I’m never certain what to make of critics describing the sound of Isis as ‘heavy’, as to me it’s really not, not anymore.
Heavy music, of a metal slant, deliberately sets out to provoke a reaction of fight or flee in the listener, to engage with aggression or cower behind a sofa from. That’s why fans love it so, for the way it stirs them up inside. Isis’s music – their music of now, rather than their earliest rumbles (which could be classified alongside the industrial likes of the influential Godflesh) – is a textural delight, its only semblance of sonic weightiness the vocals of Aaron Turner, whose roar can indeed either boil or chill the blood, depending on your preferences. And on Wavering Radiant even he has mellowed.
Which plays its part in making the five-piece’s fifth studio long-player perhaps their most rewarding yet, but simultaneously their hardest to immediately access given its prioritising of subtle nuances over senses-numbing assaults – it’s a three-listens-before-it-clicks deal. Long-term fans will find parallels between its engrossing shifts of atmosphere and those of album three, Panopticon – if any of the band’s previous efforts come close to what’s on show tonally here, it’s their 2004 classic, itself a worthy second-best in their before-now catalogue to the seminal Oceanic of 2002. But the connection between artist and audience across these seven tracks (54 minutes – their shortest album since 2000’s debut Celestial) is one made with an emphasis on cerebral, rather than physical, arousal.
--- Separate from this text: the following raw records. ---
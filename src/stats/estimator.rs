//! # Statistics Estimator
//!
//! $$
//! r_{i,k} = \frac{p_{i,k}}{p_{i,k-1}} - 1,\qquad
//! \hat\mu_i = \overline{r_{i,\cdot}},\qquad
//! \hat\Sigma = \operatorname{cov}\big(R^{\text{clean}}\big)
//! $$
//!
//! Turns a windowed panel view into an [`InformationSet`].
//!
//! Expected returns are grouped by asset before averaging. The covariance uses
//! the wide `timestamp x asset` price matrix with every incomplete timestamp
//! dropped (inner join over time). Both are laid out in the same sorted
//! company order.

use std::collections::BTreeMap;

use anyhow::Result;
use chrono::NaiveDateTime;
use ndarray::Array1;
use ndarray::Array2;
use tracing::debug;

use super::information::InformationSet;
use super::moments::excess_kurtosis;
use super::moments::mean;
use super::moments::sample_covariance;
use super::moments::simple_returns;
use super::moments::skewness;
use crate::data::panel::PanelView;
use crate::data::panel::PriceField;

/// Runtime configuration for [`StatisticsEstimator`].
#[derive(Clone, Copy, Debug, PartialEq, Eq)]
pub struct EstimatorConfig {
  /// Price column returns are computed from.
  pub price_field: PriceField,
  /// Also estimate skewness and excess kurtosis.
  pub higher_moments: bool,
}

impl Default for EstimatorConfig {
  fn default() -> Self {
    Self {
      price_field: PriceField::Close,
      higher_moments: false,
    }
  }
}

#[derive(Clone, Copy, Debug, Default)]
pub struct StatisticsEstimator {
  config: EstimatorConfig,
}

impl StatisticsEstimator {
  pub fn new(config: EstimatorConfig) -> Self {
    Self { config }
  }

  pub fn with_higher_moments(mut self, enabled: bool) -> Self {
    self.config.higher_moments = enabled;
    self
  }

  pub fn config(&self) -> &EstimatorConfig {
    &self.config
  }

  /// Estimate the information set of `view`.
  ///
  /// An empty view gives an empty set. Too few observations give `NaN` entries
  /// rather than an error; check [`InformationSet::is_sufficient`].
  pub fn estimate(&self, view: &PanelView<'_>) -> Result<InformationSet> {
    let mut by_asset: BTreeMap<&str, Vec<(NaiveDateTime, f64)>> = BTreeMap::new();
    for (ts, asset, price) in view.observations(self.config.price_field) {
      if price.is_finite() {
        by_asset.entry(asset).or_default().push((ts, price));
      }
    }

    if by_asset.is_empty() {
      return Ok(InformationSet::empty());
    }

    for series in by_asset.values_mut() {
      series.sort_by_key(|(ts, _)| *ts);
    }

    // column order of the wide matrix; every per-asset vector follows it
    let companies: Vec<String> = by_asset.keys().map(|a| a.to_string()).collect();
    let n = companies.len();

    let returns: Vec<Vec<f64>> = by_asset
      .values()
      .map(|series| {
        let prices: Vec<f64> = series.iter().map(|(_, p)| *p).collect();
        simple_returns(&prices)
      })
      .collect();
    let expected_return: Array1<f64> = returns.iter().map(|r| mean(r)).collect();

    let mut wide: BTreeMap<NaiveDateTime, Vec<Option<f64>>> = BTreeMap::new();
    for (j, series) in by_asset.values().enumerate() {
      for &(ts, price) in series {
        wide.entry(ts).or_insert_with(|| vec![None; n])[j] = Some(price);
      }
    }
    let clean: Vec<Vec<f64>> = wide
      .into_values()
      .filter_map(|row| row.into_iter().collect::<Option<Vec<f64>>>())
      .collect();

    let clean_returns: Vec<f64> = clean
      .windows(2)
      .map(|w| {
        w[0]
          .iter()
          .zip(&w[1])
          .map(|(p0, p1)| p1 / p0 - 1.0)
          .collect::<Vec<f64>>()
      })
      .filter(|r| r.iter().all(|v| v.is_finite()))
      .flatten()
      .collect();
    let rows = clean_returns.len() / n;
    let covariance = sample_covariance(&Array2::from_shape_vec((rows, n), clean_returns)?);

    debug!(
      assets = n,
      window_rows = view.len(),
      clean_timestamps = clean.len(),
      "estimated information set"
    );

    let info = InformationSet::new(companies, expected_return, covariance)?;
    if !self.config.higher_moments {
      return Ok(info);
    }

    let skew: Array1<f64> = returns.iter().map(|r| skewness(r)).collect();
    let kurt: Array1<f64> = returns.iter().map(|r| excess_kurtosis(r)).collect();
    info.with_skewness(skew)?.with_kurtosis(kurt)
  }
}

#[cfg(test)]
mod tests {
  use approx::assert_abs_diff_eq;
  use chrono::NaiveDate;
  use rand::rngs::StdRng;
  use rand::Rng;
  use rand::SeedableRng;
  use rand_distr::Distribution;
  use rand_distr::StandardNormal;

  use super::*;
  use crate::data::panel::PricePanel;
  use crate::data::panel::PriceRow;

  fn day(d: i64) -> NaiveDateTime {
    NaiveDate::from_ymd_opt(2024, 1, 1)
      .and_then(|d| d.and_hms_opt(0, 0, 0))
      .unwrap()
      + chrono::TimeDelta::days(d)
  }

  fn panel_from(series: &[(&str, &[f64])]) -> PricePanel {
    series
      .iter()
      .flat_map(|(asset, prices)| {
        prices
          .iter()
          .enumerate()
          .map(move |(d, p)| PriceRow::flat(day(d as i64), *asset, *p))
      })
      .collect()
  }

  #[test]
  fn expected_returns_are_grouped_by_asset() {
    // a single ungrouped mean would broadcast one value to both assets
    let panel = panel_from(&[
      ("A", &[100.0, 101.0, 102.01, 103.0301, 104.060401]),
      ("B", &[50.0, 49.0, 48.02, 47.0596, 46.118408]),
    ]);

    let info = StatisticsEstimator::default().estimate(&panel.view()).unwrap();

    assert_eq!(info.companies(), &["A".to_string(), "B".to_string()]);
    assert_abs_diff_eq!(info.expected_return_of("A").unwrap(), 0.01, epsilon = 1e-9);
    assert_abs_diff_eq!(info.expected_return_of("B").unwrap(), -0.02, epsilon = 1e-9);
    assert!(info.expected_return_of("A") != info.expected_return_of("B"));
  }

  #[test]
  fn order_follows_sorted_columns_not_insertion() {
    let panel = panel_from(&[
      ("ZZZ", &[10.0, 11.0, 12.0, 12.5]),
      ("AAA", &[20.0, 19.0, 19.5, 21.0]),
      ("MMM", &[30.0, 30.3, 30.0, 31.0]),
    ]);

    let info = StatisticsEstimator::default().estimate(&panel.view()).unwrap();

    assert_eq!(info.companies(), &["AAA", "MMM", "ZZZ"]);
    assert_abs_diff_eq!(info.expected_return()[2], info.expected_return_of("ZZZ").unwrap());
    let var_zzz = info.covariance()[[2, 2]];
    let zzz = simple_returns(&[10.0, 11.0, 12.0, 12.5]);
    let m = mean(&zzz);
    let expected = zzz.iter().map(|r| (r - m).powi(2)).sum::<f64>() / 2.0;
    assert_abs_diff_eq!(var_zzz, expected, epsilon = 1e-12);
  }

  #[test]
  fn dimensions_agree() {
    let panel = panel_from(&[
      ("A", &[1.0, 1.1, 1.2, 1.1, 1.3]),
      ("B", &[2.0, 2.1, 2.0, 2.2, 2.1]),
      ("C", &[3.0, 2.9, 3.1, 3.3, 3.2]),
    ]);

    let info = StatisticsEstimator::default()
      .with_higher_moments(true)
      .estimate(&panel.view())
      .unwrap();

    let n = info.companies().len();
    assert_eq!(info.expected_return().len(), n);
    assert_eq!(info.covariance().nrows(), n);
    assert_eq!(info.covariance().ncols(), n);
    assert_eq!(info.skewness().map(|s| s.len()), Some(n));
    assert_eq!(info.kurtosis().map(|k| k.len()), Some(n));
  }

  #[test]
  fn incomplete_timestamps_are_dropped_from_covariance() {
    let mut rows: Vec<PriceRow> = Vec::new();
    for (d, (a, b)) in [(10.0, 20.0), (11.0, 21.0), (12.0, 20.0), (11.5, 22.0), (12.5, 21.0)]
      .iter()
      .enumerate()
    {
      rows.push(PriceRow::flat(day(d as i64), "A", *a));
      // B is missing on day 2
      if d != 2 {
        rows.push(PriceRow::flat(day(d as i64), "B", *b));
      }
    }
    let panel = PricePanel::from_rows(rows);

    let info = StatisticsEstimator::default().estimate(&panel.view()).unwrap();

    // clean days 0,1,3,4 -> returns between consecutive clean rows
    let a = simple_returns(&[10.0, 11.0, 11.5, 12.5]);
    let m = mean(&a);
    let var_a = a.iter().map(|r| (r - m).powi(2)).sum::<f64>() / (a.len() as f64 - 1.0);
    assert_abs_diff_eq!(info.covariance()[[0, 0]], var_a, epsilon = 1e-12);

    // expected return of A still uses its full own series
    let own = simple_returns(&[10.0, 11.0, 12.0, 11.5, 12.5]);
    assert_abs_diff_eq!(info.expected_return_of("A").unwrap(), mean(&own), epsilon = 1e-12);
  }

  #[test]
  fn covariance_is_symmetric_psd() {
    let mut rng = StdRng::seed_from_u64(11);
    let assets = ["A", "B", "C", "D"];
    let mut rows = Vec::new();
    let mut prices = [100.0, 80.0, 60.0, 40.0];
    for d in 0..120 {
      let common: f64 = StandardNormal.sample(&mut rng);
      for (j, asset) in assets.iter().enumerate() {
        let own: f64 = StandardNormal.sample(&mut rng);
        prices[j] *= 1.0 + 0.0005 + 0.01 * (0.6 * common + 0.8 * own);
        rows.push(PriceRow::flat(day(d), *asset, prices[j]));
      }
    }
    let info = StatisticsEstimator::default()
      .estimate(&PricePanel::from_rows(rows).view())
      .unwrap();
    let cov = info.covariance();

    for i in 0..4 {
      for j in 0..4 {
        assert_abs_diff_eq!(cov[[i, j]], cov[[j, i]], epsilon = 1e-15);
      }
    }
    for _ in 0..200 {
      let v: Array1<f64> = (0..4).map(|_| rng.gen_range(-1.0..1.0)).collect();
      assert!(v.dot(&cov.dot(&v)) >= -1e-14);
    }
  }

  #[test]
  fn single_observation_gives_degenerate_bundle() {
    let panel = panel_from(&[("A", &[10.0]), ("B", &[20.0])]);

    let info = StatisticsEstimator::default()
      .with_higher_moments(true)
      .estimate(&panel.view())
      .unwrap();

    assert_eq!(info.len(), 2);
    assert!(info.expected_return().iter().all(|v| v.is_nan()));
    assert!(info.covariance().iter().all(|v| v.is_nan()));
    assert!(!info.is_sufficient());
  }

  #[test]
  fn empty_view_gives_empty_set() {
    let panel = PricePanel::default();
    let info = StatisticsEstimator::default().estimate(&panel.view()).unwrap();
    assert!(info.is_empty());
  }

  #[test]
  fn uses_configured_price_field() {
    let rows = (0..4).map(|d| {
      let p = 10.0 + d as f64;
      PriceRow::new(day(d), "A".to_string(), p, p, p, p, 2.0 * p * (1.0 + d as f64), 0.0)
    });
    let panel = PricePanel::from_rows(rows);

    let close = StatisticsEstimator::default().estimate(&panel.view()).unwrap();
    let adj = StatisticsEstimator::new(EstimatorConfig {
      price_field: PriceField::AdjClose,
      higher_moments: false,
    })
    .estimate(&panel.view())
    .unwrap();

    assert!(adj.expected_return()[0] > close.expected_return()[0]);
  }
}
Track titles would imply an underlying conceptual framework to Wavering Radiant, with ‘Hall Of The Dead’ preceding ‘Ghost Key’, and ‘Threshold Of Transformation’ closing the album in epic circumstances – Turner, it seems, has left our world behind for exploration of another beyond the lives led by mortal men. Yet despite the cleanness of his delivery – contrasted, of course, by that quintessential bellow – lyrics are far from wholly discernable, and the closer one tries to listen, the further the reality seems. A trick, perhaps: by leaning in nearer the listener becomes fully enveloped, wrapped in the deep grooves and crisp contours of the Isis experience, and subsequently becomes ‘one’ with the music, rendering the specific circumstantial and the spectrum absolute. Or, maybe the final version comes with lyrics in its cover art.
As with all previous Isis albums, investment of attention on the lyrical – or lack of, I should say – detracts not from the impact made by the whole, forever considerably more impressive than analysis of partial fragments. The flow of Wavering Radiant is a natural one, its cadence fine-tuned to the circling of celestial spheres, as if designed by a greater power than the electricity that courses through transistors and transducers. It’s a proper album, in the sense that a divide is made at four of seven, the title track a segue between halves – its makers clearly bear download culture little respect, constructing their latest so that it’s best experienced as a whole, bridging arrangements as vital as the blustering bombast and constitutional inflections of grandly designed standout pieces.
Of which ‘Stone To Wake A Serpent’ is an obvious selection: its ominous, horror-movie keyboard tones duel with Turner’s most ferocious performance in some years, and its eight-and-a-half minutes is split into three distinct sections, the middle-portion fury contained on both sides by measured vocals and steady musicianship. ‘20 Minutes / 40 Years’ – the first offering from this album to be made available via the band’s MySpace page – seems the least-developed track by comparison to some of the ambitious fare around it, but is unmistakably the work of this band rather than one of their many imitators, proving that even when they’re not hitting the peaks they’re capable of, Isis are still leading the way for their chosen art.
Which is… what, exactly? If it’s not heavy – ‘dense’ is better description – and the band’s purer metal roots have grown into a towering trunk from which sprout the most tangled of branches, both sturdy and incredibly delicate, then how does one take in the full picture and condense twelve years of unfaltering advancement to a single adjective?
Oh, fuck it: I concede, heavy it is. Enjoy, ‘til your neck feels like it’s twice broken.